INNOVATION

Beta Cells Get a New Line of Defense

UChicago scientists use LNP-mRNA to protect insulin-producing cells from immune attack in type 1 diabetes

6 Mar 2026

UChicago Medicine Comprehensive Cancer Center wall signage

For decades, type 1 diabetes has been treated as a management problem: monitor blood sugar, inject insulin, repeat. The disease's underlying cause, an immune system that turns on the body's own insulin-producing cells, has largely been left unaddressed. A team at the University of Chicago now suggests that the same delivery technology behind mRNA vaccines might change that calculus.

Their findings, published in Cell Reports Medicine in February 2026, describe a method using lipid nanoparticles (LNPs) to ferry mRNA directly into pancreatic beta cells. Once inside, the mRNA instructs those cells to produce a protein called PD-L1, which acts as a stop signal to the immune system. Rather than destroying the beta cells, immune agents are told, in effect, to leave them alone.

The mechanism is neat, though the challenge was specificity.

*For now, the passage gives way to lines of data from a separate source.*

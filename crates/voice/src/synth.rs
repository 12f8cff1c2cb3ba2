//! Client for the black-box speech-synthesis HTTP service.

use std::path::Path;
use std::time::Duration;

use thiserror::Error;
use tracing::debug;

#[derive(Debug, Error)]
pub enum SynthError {
    #[error("synthesizer request failed: {0}")]
    Http(#[from] reqwest::Error),
    #[error("synthesizer error ({status}): {body}")]
    Api { status: u16, body: String },
    #[error("failed to save audio: {0}")]
    Io(#[from] std::io::Error),
}

/// Synthesized audio is roughly 24 kHz 16-bit mono; used for duration
/// estimates only.
const BYTES_PER_SECOND: f64 = 24_000.0 * 2.0;

#[derive(Debug, Clone)]
pub struct SynthClient {
    http: reqwest::Client,
    base_url: String,
    timeout: Duration,
}

impl SynthClient {
    pub fn new(http: reqwest::Client, base_url: String, timeout_secs: u64) -> Self {
        Self {
            http,
            base_url,
            timeout: Duration::from_secs(timeout_secs),
        }
    }

    /// Text → audio bytes.
    pub async fn synthesize(&self, text: &str) -> Result<Vec<u8>, SynthError> {
        let endpoint = format!("{}/synthesize", self.base_url.trim_end_matches('/'));
        debug!(chars = text.len(), "synthesizing speech");
        let response = self
            .http
            .post(&endpoint)
            .timeout(self.timeout)
            .json(&serde_json::json!({"text": text}))
            .send()
            .await?;

        let status = response.status();
        if !status.is_success() {
            let body = response.text().await.unwrap_or_default();
            return Err(SynthError::Api {
                status: status.as_u16(),
                body,
            });
        }
        Ok(response.bytes().await?.to_vec())
    }

    pub async fn save_audio(&self, audio: &[u8], path: &Path) -> Result<(), SynthError> {
        if let Some(parent) = path.parent() {
            tokio::fs::create_dir_all(parent).await?;
        }
        tokio::fs::write(path, audio).await?;
        Ok(())
    }

    /// Rough playback duration estimate from the payload size.
    pub fn estimate_duration(audio: &[u8]) -> f64 {
        (audio.len() as f64 / BYTES_PER_SECOND * 100.0).round() / 100.0
    }
}
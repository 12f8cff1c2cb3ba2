//! Monetary policy: fee schedule, dynamic minimum transfer, and demurrage.
//!
//! All arithmetic is on integer milli-units. The float `FEE_RATE` exists
//! only for API responses; fee computation itself is integer math.

/// P2P transfer fee rate, burned from the sender (reported in responses).
pub const FEE_RATE: f64 = 0.05;
/// At least this much is burned per P2P transfer.
pub const MIN_FEE: i64 = 1;
/// Absolute floor for the dynamic minimum transfer.
pub const BASE_MIN_TRANSFER: i64 = 10;
/// Demurrage percentage per interval.
pub const DEMURRAGE_RATE_PERCENT: i64 = 2;
/// Balances at or below this are exempt from demurrage.
pub const DEMURRAGE_EXEMPT: i64 = 100;
/// XP at which a device's reward multiplier grows by 0.5x.
pub const XP_PER_HALF_MULTIPLIER: f64 = 1000.0;

/// Burn fee for a P2P transfer: `max(MIN_FEE, ceil(amount * 5%))`.
pub fn calc_fee(amount: i64) -> i64 {
    MIN_FEE.max((amount * 5 + 99) / 100)
}

/// Dynamic minimum transfer: `max(10, circulating / 10_000)`.
pub fn calc_min_transfer(circulating: i64) -> i64 {
    BASE_MIN_TRANSFER.max(circulating / 10_000)
}

/// Demurrage for one wallet: 2% floored, zero when exempt.
pub fn calc_demurrage(balance: i64) -> i64 {
    if balance <= DEMURRAGE_EXEMPT {
        return 0;
    }
    balance * DEMURRAGE_RATE_PERCENT / 100
}

/// Reward multiplier from average zone device XP, clamped to [1.0, 3.0].
pub fn reward_multiplier(avg_xp: i64) -> f64 {
    (1.0 + (avg_xp as f64 / XP_PER_HALF_MULTIPLIER) * 0.5).clamp(1.0, 3.0)
}

/// Prorated infrastructure reward for `uptime_seconds` of verified uptime.
pub fn infra_reward(rate_per_hour: i64, uptime_seconds: i64) -> i64 {
    rate_per_hour * uptime_seconds / 3600
}

#[cfg(test)]
mod tests {
    use super::*;

    #[test]
    fn fee_is_ceiled_five_percent_with_floor() {
        assert_eq!(calc_fee(500), 25);
        assert_eq!(calc_fee(501), 26); // 25.05 rounds up
        assert_eq!(calc_fee(10), 1);
        assert_eq!(calc_fee(1), 1); // floor kicks in
    }

    #[test]
    fn min_transfer_scales_with_supply() {
        assert_eq!(calc_min_transfer(0), 10);
        assert_eq!(calc_min_transfer(10_000), 10);
        assert_eq!(calc_min_transfer(250_000), 25);
    }

    #[test]
    fn demurrage_exempts_small_balances() {
        assert_eq!(calc_demurrage(100), 0); // exactly the threshold is exempt
        assert_eq!(calc_demurrage(101), 2);
        assert_eq!(calc_demurrage(10_000), 200);
        assert_eq!(calc_demurrage(50), 0);
    }

    #[test]
    fn multiplier_clamps_between_one_and_three() {
        assert_eq!(reward_multiplier(0), 1.0);
        assert_eq!(reward_multiplier(1000), 1.5);
        assert_eq!(reward_multiplier(4000), 3.0);
        assert_eq!(reward_multiplier(100_000), 3.0);
    }

    #[test]
    fn infra_reward_prorates_by_hour() {
        assert_eq!(infra_reward(5000, 3600), 5000);
        assert_eq!(infra_reward(5000, 1800), 2500);
        assert_eq!(infra_reward(500, 120), 16);
    }
}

Injecting LNPs into the body without directing them precisely risks delivering the payload to the wrong cells. To solve this, the researchers engineered one nanoparticle variant with a peptide that latches onto the GLP-1 receptor, the same receptor targeted by blockbuster weight-loss drugs such as semaglutide. This receptor sits in abundance on beta cells, making it a useful postal address.

Both nanoparticle variants succeeded in triggering PD-L1 expression, not only in mouse beta cells but also in human beta cells grafted into mice. Among treated animals, 80 to 90 percent remained free of diabetes; in control groups, only 30 to 40 percent did.

Professor Yun Fang described the results as establishing "a strong foundation for extending the mRNA nanomedicine approach to metabolic diseases through selective targeting of insulin-producing cells." The lipid nanoparticle platform, already validated at global scale through covid-19 vaccines, lends the approach a degree of credibility that purely experimental therapies often lack.

The work remains preclinical, and the distance from mouse models to human trials is rarely short. Still, the direction is notable. mRNA technology was long associated with infectious disease; it is now being pointed at conditions where the enemy is not a virus but the body itself. For the roughly 2 million Americans with type 1 diabetes, that shift in focus may prove more consequential than any incremental improvement in insulin delivery.